At 938 feet above sea level, Mount Davidson Park is on the highest of San Francisco’s hills. Located near the geographic center of the city, southwest of the crossroads of Portola Drive, O’Shaughnessy, and Laguna Honda Boulevards, it is accessible by the 36-bus line. Covered with trees planted by a Comstock Lode millionaire on the west and grassland on the east, it quietly remains an open space oasis in the midst of one of the densest cities in the United States. Its rugged red rock outcroppings are made of mélange terrane, 100-million-year-old radiolarian chert that once formed an ancient ocean floor. While not a famous tourist destination, the story of the city’s highest park and the world’s tallest cross at its summit reflect the major events that shaped San Francisco’s history and reputation. View a trail map (courtesy of Nancy Milholland).

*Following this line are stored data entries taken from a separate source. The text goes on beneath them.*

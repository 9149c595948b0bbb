//! Lock-free merge of several input devices into one logical stream.

use crate::device::{InputSink, MidiInDevice};
use crate::message::MidiMessage;
use parking_lot::Mutex;
use ringbuf::{traits::*, HeapCons, HeapRb};

const DEFAULT_CAPACITY: usize = 256;

struct MergedInput {
    name: String,
    consumer: HeapCons<MidiMessage>,
}

/// Presents every inserted input device as a single stream.
///
/// Each device gets its own SPSC ring; order within a device is preserved,
/// order across devices follows insertion order of the devices.
pub struct InputMerger {
    inputs: Mutex<Vec<MergedInput>>,
    capacity: usize,
}

impl InputMerger {
    pub fn new() -> Self {
        Self::with_capacity(DEFAULT_CAPACITY)
    }

    /// `capacity` is the per-device ring size.
    pub fn with_capacity(capacity: usize) -> Self {
        Self {
            inputs: Mutex::new(Vec::new()),
            capacity: capacity.max(1),
        }
    }

    /// Attach a fresh ring to `device` and start merging it.
    pub fn insert<D: MidiInDevice + ?Sized>(&self, device: &mut D) {
        let (producer, consumer) = HeapRb::<MidiMessage>::new(self.capacity).split();
        device.attach(InputSink::new(producer));
        self.inputs.lock().push(MergedInput {
            name: device.name().to_string(),
            consumer,
        });
        tracing::debug!("Merging MIDI input: {}", device.name());
    }

    pub fn len(&self) -> usize {
        self.inputs.lock().len()
    }

    pub fn is_empty(&self) -> bool {
        self.inputs.lock().is_empty()
    }

    pub fn names(&self) -> Vec<String> {
        self.inputs
            .lock()
            .iter()
            .map(|input| input.name.clone())
            .collect()
    }

    /// Uses `try_lock` so a contended drain returns nothing instead of blocking.
    pub fn drain(&self) -> Vec<MidiMessage> {
        let mut out = Vec::new();
        self.drain_into(&mut out);
        out
    }

    /// Appends pending messages to `out`, returns how many were appended.
    pub fn drain_into(&self, out: &mut Vec<MidiMessage>) -> usize {
        let mut inputs = match self.inputs.try_lock() {
            Some(guard) => guard,
            None => return 0,
        };
        let before = out.len();
        for input in inputs.iter_mut() {
            out.reserve(input.consumer.occupied_len());
            while let Some(message) = input.consumer.try_pop() {
                out.push(message);
            }
        }
        out.len() - before
    }

    /// Uses `try_lock` to avoid blocking.
    pub fn has_pending(&self) -> bool {
        match self.inputs.try_lock() {
            Some(inputs) => inputs.iter().any(|input| !input.consumer.is_empty()),
            None => false,
        }
    }

    /// Forget every device. Their sinks keep working but nobody reads them.
    pub fn clear(&self) {
        self.inputs.lock().clear();
    }
}

impl Default for InputMerger {
    fn default() -> Self {
        Self::new()
    }
}

#[cfg(test)]
mod tests {
    use super::*;
    use crate::device::MidiDevice;
    use crate::virtual_device::VirtualInput;

    fn running_input(name: &str, merger: &InputMerger) -> VirtualInput {
        let mut input = VirtualInput::new(name);
        merger.insert(&mut input);
        input.init().unwrap();
        input.start().unwrap();
        input
    }

    #[test]
    fn test_merges_union_preserving_device_order() {
        let merger = InputMerger::new();
        let keys = running_input("Keys", &merger);
        let pads = running_input("Pads", &merger);

        keys.inject(MidiMessage::note_on(0, 60, 100));
        pads.inject(MidiMessage::note_on(9, 36, 127));
        keys.inject(MidiMessage::note_off(0, 60, 0));

        assert!(merger.has_pending());
        let merged = merger.drain();
        assert_eq!(
            merged,
            vec![
                MidiMessage::note_on(0, 60, 100),
                MidiMessage::note_off(0, 60, 0),
                MidiMessage::note_on(9, 36, 127),
            ]
        );
        assert!(!merger.has_pending());
        assert_eq!(merger.names(), vec!["Keys", "Pads"]);
    }

    #[test]
    fn test_per_device_capacity() {
        let merger = InputMerger::with_capacity(2);
        let keys = running_input("Keys", &merger);

        assert!(keys.inject(MidiMessage::timing_clock()));
        assert!(keys.inject(MidiMessage::timing_clock()));
        assert!(!keys.inject(MidiMessage::timing_clock()));

        let mut out = vec![MidiMessage::start()];
        assert_eq!(merger.drain_into(&mut out), 2);
        assert_eq!(out.len(), 3);
    }

    #[test]
    fn test_clear() {
        let merger = InputMerger::new();
        let _keys = running_input("Keys", &merger);
        assert_eq!(merger.len(), 1);
        merger.clear();
        assert!(merger.is_empty());
        assert!(merger.drain().is_empty());
    }
}
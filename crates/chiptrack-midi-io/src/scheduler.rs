//! Tick-driven flush countdown.
//!
//! A flush request arms a countdown of `delay_ticks` hardware ticks; the
//! tick that brings it to zero fires exactly one rotation. A new request
//! while armed restarts the countdown (requests coalesce, last one wins).

use std::sync::atomic::{AtomicU32, Ordering};

pub struct TickScheduler {
    delay_ticks: u32,
    countdown: AtomicU32,
}

impl TickScheduler {
    pub fn new(delay_ticks: u32) -> Self {
        Self {
            delay_ticks,
            countdown: AtomicU32::new(0),
        }
    }

    pub fn delay_ticks(&self) -> u32 {
        self.delay_ticks
    }

    /// Arm the countdown. Returns `true` when the flush must happen right now
    /// (zero delay), in which case nothing is armed.
    pub fn request_flush(&self) -> bool {
        if self.delay_ticks == 0 {
            return true;
        }
        self.countdown.store(self.delay_ticks, Ordering::Release);
        false
    }

    /// Count one hardware tick. Returns `true` on the tick that expires the countdown.
    pub fn on_tick(&self) -> bool {
        self.countdown
            .fetch_update(Ordering::AcqRel, Ordering::Acquire, |ticks| {
                ticks.checked_sub(1)
            })
            .map(|previous| previous == 1)
            .unwrap_or(false)
    }

    pub fn is_armed(&self) -> bool {
        self.ticks_remaining() > 0
    }

    pub fn ticks_remaining(&self) -> u32 {
        self.countdown.load(Ordering::Acquire)
    }

    pub fn disarm(&self) {
        self.countdown.store(0, Ordering::Release);
    }
}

Many of those who held the city’s highest office or made their fortune in the Gold Rush would seek ownership of the city’s highest hill. The first to do so was the last alcalde of Yerba Buena, Don Jose de Jesus Noe. He acquired it as part of a 4443-acre land grant by the Mexican Governor Pio Pico in 1845. After California’s statehood and discovery of gold, the validity of such land grants was questioned. Jose Yves Limatour, a French naval captain, presented papers purporting to have granted him the rancho two years before Noe, in 1843. U.S. Geodetic Coast Surveyor George Davidson, for whom the mountain was later named, gained public acclaim for his incorruptibility by proving that Limatour’s claim was fraudulent in 1852. “California’s First Farmer,” James Horner, was then able to buy the Noe’s Rancho San Miguel for a mere $200,000. He sold it to shipping millionaire and Mayor of San Francisco C.K. Garrison three years later.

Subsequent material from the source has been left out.